En 1948 Shirley Jackson publicó un breve relato titulado “El sorteo”. La trama se desarrolla en una villa rural donde la población se reúne para celebrar un ritual en torno a un sorteo, para promover la prosperidad al fin de la cosecha. Pero no es sino hasta el desenlace de la historia que el lector se da cuenta que lo que se sorteaba era la víctima de un sacrificio humano; finalmente la “suerte” recae sobre una mujer de la comunidad que es apedreada hasta la muerte por todos sus vecinos, entre los cuales se encuentra su propio hijo de cuatro años.
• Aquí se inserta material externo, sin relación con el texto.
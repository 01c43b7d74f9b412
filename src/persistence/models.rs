//! Database row types and their conversion into domain types.
//!
//! Counts are stored as `INTEGER` (`i32`) and guarded by `CHECK (... >= 0)`
//! constraints; conversion back to `u32` still fails loudly rather than
//! wrapping if a row ever violates that.

use chrono::{DateTime, NaiveDate, Utc};
use uuid::Uuid;

use crate::domain::{
    Event, EventId, Notification, NotificationId, NotificationKind, TicketType, TicketTypeId,
    Transaction, TransactionId, UserId, WaitlistEntry, WaitlistEntryId,
};
use crate::error::BoxOfficeError;

fn count(column: &str, value: i32) -> Result<u32, BoxOfficeError> {
    u32::try_from(value).map_err(|_| {
        BoxOfficeError::PersistenceFailure(format!("negative {column} in stored row: {value}"))
    })
}

/// Converts a domain count into its column representation.
///
/// # Errors
///
/// Returns [`BoxOfficeError::InvalidRequest`] if `value` exceeds `i32::MAX`.
pub fn to_column(column: &str, value: u32) -> Result<i32, BoxOfficeError> {
    i32::try_from(value)
        .map_err(|_| BoxOfficeError::InvalidRequest(format!("{column} too large: {value}")))
}

/// A row from `ticket_types`.
#[derive(Debug, Clone, sqlx::FromRow)]
pub struct TicketTypeRow {
    /// Primary key.
    pub id: Uuid,
    /// Owning event.
    pub event_id: Uuid,
    /// Sale batch.
    pub batch: i32,
    /// Display name.
    pub name: String,
    /// Free text.
    pub description: String,
    /// Unit price in cents.
    pub price_cents: i64,
    /// Current stock.
    pub quantity_available: i32,
    /// Creation time.
    pub created_at: DateTime<Utc>,
    /// Last update.
    pub updated_at: DateTime<Utc>,
    /// Soft-delete marker.
    pub deleted_at: Option<DateTime<Utc>>,
}

impl TryFrom<TicketTypeRow> for TicketType {
    type Error = BoxOfficeError;

    fn try_from(row: TicketTypeRow) -> Result<Self, Self::Error> {
        Ok(Self {
            id: TicketTypeId::from_uuid(row.id),
            event_id: EventId::from_uuid(row.event_id),
            batch: count("batch", row.batch)?,
            name: row.name,
            description: row.description,
            price_cents: row.price_cents,
            quantity_available: count("quantity_available", row.quantity_available)?,
            created_at: row.created_at,
            updated_at: row.updated_at,
            deleted_at: row.deleted_at,
        })
    }
}

/// A row from `transactions`.
#[derive(Debug, Clone, sqlx::FromRow)]
pub struct TransactionRow {
    /// Primary key.
    pub id: Uuid,
    /// Buyer.
    pub user_id: Uuid,
    /// Reserved ticket type.
    pub ticket_type_id: Uuid,
    /// Units held.
    pub quantity: i32,
    /// Price at reservation time.
    pub total_price_cents: i64,
    /// Lifecycle status.
    pub status: String,
    /// Payment deadline.
    pub deadline: DateTime<Utc>,
    /// Creation time.
    pub created_at: DateTime<Utc>,
    /// Last update.
    pub updated_at: DateTime<Utc>,
}

impl TryFrom<TransactionRow> for Transaction {
    type Error = BoxOfficeError;

    fn try_from(row: TransactionRow) -> Result<Self, Self::Error> {
        Ok(Self {
            id: TransactionId::from_uuid(row.id),
            user_id: UserId::from_uuid(row.user_id),
            ticket_type_id: TicketTypeId::from_uuid(row.ticket_type_id),
            quantity: count("quantity", row.quantity)?,
            total_price_cents: row.total_price_cents,
            status: row.status.parse()?,
            deadline: row.deadline,
            created_at: row.created_at,
            updated_at: row.updated_at,
        })
    }
}

/// A row from `waitlist_entries`.
#[derive(Debug, Clone, sqlx::FromRow)]
pub struct WaitlistRow {
    /// Primary key.
    pub id: Uuid,
    /// Waiting user.
    pub user_id: Uuid,
    /// Sold-out ticket type.
    pub ticket_type_id: Uuid,
    /// Join time.
    pub created_at: DateTime<Utc>,
}

impl From<WaitlistRow> for WaitlistEntry {
    fn from(row: WaitlistRow) -> Self {
        Self {
            id: WaitlistEntryId::from_uuid(row.id),
            user_id: UserId::from_uuid(row.user_id),
            ticket_type_id: TicketTypeId::from_uuid(row.ticket_type_id),
            created_at: row.created_at,
        }
    }
}

/// A row from `notifications`.
#[derive(Debug, Clone, sqlx::FromRow)]
pub struct NotificationRow {
    /// Primary key.
    pub id: Uuid,
    /// Recipient.
    pub user_id: Uuid,
    /// Kind discriminator.
    pub kind: String,
    /// Rendered message.
    pub content: String,
    /// Creation time.
    pub created_at: DateTime<Utc>,
    /// When the user read it.
    pub read_at: Option<DateTime<Utc>>,
}

impl TryFrom<NotificationRow> for Notification {
    type Error = BoxOfficeError;

    fn try_from(row: NotificationRow) -> Result<Self, Self::Error> {
        let kind = NotificationKind::parse(&row.kind).ok_or_else(|| {
            BoxOfficeError::PersistenceFailure(format!("unknown notification kind: {}", row.kind))
        })?;
        Ok(Self {
            id: NotificationId::from_uuid(row.id),
            user_id: UserId::from_uuid(row.user_id),
            kind,
            content: row.content,
            created_at: row.created_at,
            read_at: row.read_at,
        })
    }
}

/// A row from `events`.
#[derive(Debug, Clone, sqlx::FromRow)]
pub struct EventRow {
    /// Primary key.
    pub id: Uuid,
    /// Display name.
    pub name: String,
    /// Free text.
    pub description: String,
    /// City.
    pub location_city: String,
    /// State or region.
    pub location_state: String,
    /// Country.
    pub location_country: String,
    /// First day.
    pub start_date: NaiveDate,
    /// Last day.
    pub end_date: NaiveDate,
    /// Creation time.
    pub created_at: DateTime<Utc>,
    /// Last update.
    pub updated_at: DateTime<Utc>,
}

impl From<EventRow> for Event {
    fn from(row: EventRow) -> Self {
        Self {
            id: EventId::from_uuid(row.id),
            name: row.name,
            description: row.description,
            location_city: row.location_city,
            location_state: row.location_state,
            location_country: row.location_country,
            start_date: row.start_date,
            end_date: row.end_date,
            created_at: row.created_at,
            updated_at: row.updated_at,
        }
    }
}

#[cfg(test)]
#[allow(clippy::panic)]
mod tests {
    use super::*;
    use crate::domain::TransactionStatus;

    fn tx_row(status: &str, quantity: i32) -> TransactionRow {
        let now = Utc::now();
        TransactionRow {
            id: Uuid::new_v4(),
            user_id: Uuid::new_v4(),
            ticket_type_id: Uuid::new_v4(),
            quantity,
            total_price_cents: 3_000,
            status: status.to_string(),
            deadline: now,
            created_at: now,
            updated_at: now,
        }
    }

    #[test]
    fn transaction_row_converts() {
        let Ok(tx) = Transaction::try_from(tx_row("paid", 3)) else {
            panic!("row should convert");
        };
        assert_eq!(tx.status, TransactionStatus::Paid);
        assert_eq!(tx.quantity, 3);
    }

    #[test]
    fn negative_quantity_is_rejected() {
        let result = Transaction::try_from(tx_row("pending", -1));
        assert!(matches!(result, Err(BoxOfficeError::PersistenceFailure(_))));
    }

    #[test]
    fn unknown_status_is_rejected() {
        assert!(Transaction::try_from(tx_row("refunded", 1)).is_err());
    }

    #[test]
    fn to_column_rejects_overflow() {
        assert_eq!(to_column("quantity", 7).ok(), Some(7));
        assert!(to_column("quantity", u32::MAX).is_err());
    }
}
Cuando este relato se publicó por primera vez, se desató una tormenta de cartas airadas protestando. La idea de un ritual semejante era escandalosa y repugnante. Desde entonces esta historia ha sido analizada y comentada en innumerables clases de educación secundaria, y siempre había provocado una fuerte reacción moral en contra. Sin embargo, en la década de los 90, una profesora de literatura creativa  del Pasadena City College, llamada Kay Haugaard, cuenta que una noche se topó con una clase que no mostró ninguna reacción moral luego de leer el cuento.
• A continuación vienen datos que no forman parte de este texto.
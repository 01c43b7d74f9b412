//! System endpoints: health check.

use axum::extract::State;
use axum::http::StatusCode;
use axum::response::IntoResponse;
use axum::routing::get;
use axum::{Json, Router};
use chrono::Utc;
use serde::Serialize;
use utoipa::ToSchema;

use crate::app_state::AppState;

/// Health check response.
#[derive(Debug, Serialize, ToSchema)]
pub struct HealthResponse {
    status: String,
    timestamp: String,
    version: String,
    feed_subscribers: usize,
}

/// `GET /health`: Service health status.
#[utoipa::path(
    get,
    path = "/health",
    tag = "System",
    summary = "Health check",
    description = "Returns service health status, version, current timestamp and live feed subscriber count.",
    responses(
        (status = 200, description = "Service is healthy", body = HealthResponse),
    )
)]
pub async fn health_handler(State(state): State<AppState>) -> impl IntoResponse {
    (
        StatusCode::OK,
        Json(HealthResponse {
            status: "healthy".to_string(),
            timestamp: Utc::now().to_rfc3339(),
            version: env!("CARGO_PKG_VERSION").to_string(),
            feed_subscribers: state.event_bus.receiver_count(),
        }),
    )
}

/// System routes mounted at the root level (not under /api/v1).
pub fn routes() -> Router<AppState> {
    Router::new().route("/health", get(health_handler))
}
“Un final fantástico” – comentó una mujer. “Es buenísimo, grandioso” – dijo otra. “Lo hicieron y ya está, como era su costumbre” – dijo otro más en defensa de la historia. Cuando Haugaard expresó su postura moral de forma enérgica, una enfermera de unos cincuenta años dijo: “Yo enseño un curso sobre comprensión multicultural para el personal de nuestro hospital, y si esto es una parte de la cultura de una persona… se nos enseña a no juzgar.” En aras de la tolerancia multicultural, esta enfermera había perdido la capacidad de condenar una evidente atrocidad.
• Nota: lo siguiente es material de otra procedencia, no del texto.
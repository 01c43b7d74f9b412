//! Events (festivals, concerts) that ticket types are sold for.

use chrono::{DateTime, NaiveDate, Utc};
use serde::{Deserialize, Serialize};
use utoipa::ToSchema;

use super::EventId;
use crate::error::BoxOfficeError;

/// A ticketed event.
#[derive(Debug, Clone, PartialEq, Eq, Serialize, Deserialize, ToSchema)]
pub struct Event {
    /// Event identifier.
    pub id: EventId,
    /// Display name.
    pub name: String,
    /// Free-form description.
    pub description: String,
    /// City.
    pub location_city: String,
    /// State or region.
    pub location_state: String,
    /// Country.
    pub location_country: String,
    /// First day of the event.
    pub start_date: NaiveDate,
    /// Last day of the event.
    pub end_date: NaiveDate,
    /// Creation timestamp.
    pub created_at: DateTime<Utc>,
    /// Last modification timestamp.
    pub updated_at: DateTime<Utc>,
}

/// Create / replace payload for an event.
#[derive(Debug, Clone, Deserialize, ToSchema)]
pub struct EventDetails {
    /// Display name.
    pub name: String,
    /// Description.
    #[serde(default)]
    pub description: String,
    /// City.
    #[serde(default)]
    pub location_city: String,
    /// State or region.
    #[serde(default)]
    pub location_state: String,
    /// Country.
    #[serde(default)]
    pub location_country: String,
    /// First day.
    pub start_date: NaiveDate,
    /// Last day.
    pub end_date: NaiveDate,
}

impl EventDetails {
    /// Validates name and date range.
    ///
    /// # Errors
    ///
    /// Returns [`BoxOfficeError::InvalidRequest`] on an empty name or an
    /// end date before the start date.
    pub fn validate(&self) -> Result<(), BoxOfficeError> {
        if self.name.trim().is_empty() {
            return Err(BoxOfficeError::InvalidRequest(
                "event name must not be empty".to_string(),
            ));
        }
        if self.end_date < self.start_date {
            return Err(BoxOfficeError::InvalidRequest(
                "end_date is before start_date".to_string(),
            ));
        }
        Ok(())
    }
}

impl Event {
    /// Builds a new event from validated details.
    ///
    /// # Errors
    ///
    /// Returns [`BoxOfficeError::InvalidRequest`] if the details are invalid.
    pub fn create(details: EventDetails, now: DateTime<Utc>) -> Result<Self, BoxOfficeError> {
        details.validate()?;
        Ok(Self {
            id: EventId::new(),
            name: details.name,
            description: details.description,
            location_city: details.location_city,
            location_state: details.location_state,
            location_country: details.location_country,
            start_date: details.start_date,
            end_date: details.end_date,
            created_at: now,
            updated_at: now,
        })
    }

    /// Replaces every descriptive field.
    ///
    /// # Errors
    ///
    /// Returns [`BoxOfficeError::InvalidRequest`] if the details are invalid.
    pub fn replace(&mut self, details: EventDetails, now: DateTime<Utc>) -> Result<(), BoxOfficeError> {
        details.validate()?;
        self.name = details.name;
        self.description = details.description;
        self.location_city = details.location_city;
        self.location_state = details.location_state;
        self.location_country = details.location_country;
        self.start_date = details.start_date;
        self.end_date = details.end_date;
        self.updated_at = now;
        Ok(())
    }
}

#[cfg(test)]
mod tests {
    use super::*;

    fn details(start: NaiveDate, end: NaiveDate) -> EventDetails {
        EventDetails {
            name: "Coachella".to_string(),
            description: String::new(),
            location_city: "Indio".to_string(),
            location_state: "CA".to_string(),
            location_country: "US".to_string(),
            start_date: start,
            end_date: end,
        }
    }

    #[test]
    fn end_before_start_is_rejected() {
        let start = NaiveDate::from_ymd_opt(2026, 4, 10);
        let end = NaiveDate::from_ymd_opt(2026, 4, 9);
        let (Some(start), Some(end)) = (start, end) else {
            return;
        };
        assert!(Event::create(details(start, end), Utc::now()).is_err());
    }

    #[test]
    fn single_day_event_is_valid() {
        let Some(day) = NaiveDate::from_ymd_opt(2026, 4, 10) else {
            return;
        };
        let event = Event::create(details(day, day), Utc::now());
        assert!(event.is_ok());
    }
}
“Me quedé pasmada” – comentó Haugaard: “Esa estudiante era la misma mujer que había escrito tan apasionadamente acerca de cómo salvar a las ballenas, de su preocupación por los bosques tropicales… y de cómo rescató y cuidó solícitamente a un perro extraviado”. Ninguno de los veinte estudiantes protestó en contra de los sacrificios humanos.

Cuando una sociedad decide navegar por el océano del relativismo moral, lo que antes era impensable poco a poco se convierte en aceptable, hasta llegar a ser aplaudido por muchos; y ¡ay del que se rehúse navegar por esas aguas! Tomemos el tema del aborto como ejemplo. Todo el que defiende la vida desde la concepción se arriesga a ser tildado de estrecho de mente, en el mejor de los casos, y de fariseo hipócrita, en el peor. Defender, en cambio, las ballenas, los bosques tropicales o rescatar un perro extraviado es considerado como algo heróico. Irónicamente, muchos de los que hoy defienden a capa y espada ese relativismo moral, luego pegan el grito al cielo al resultar escogidos en el sorteo de la barbarie. Cuando la vida de un bebé pierde valor, toda vida comienza a ser desvalorizada. Como decía el poeta inglés John Donne: “Ninguna persona es una isla; la muerte de cualquiera me afecta, porque me encuentro unido a toda la humanidad; por eso, nunca preguntes por quién doblan las campanas; doblan por ti.”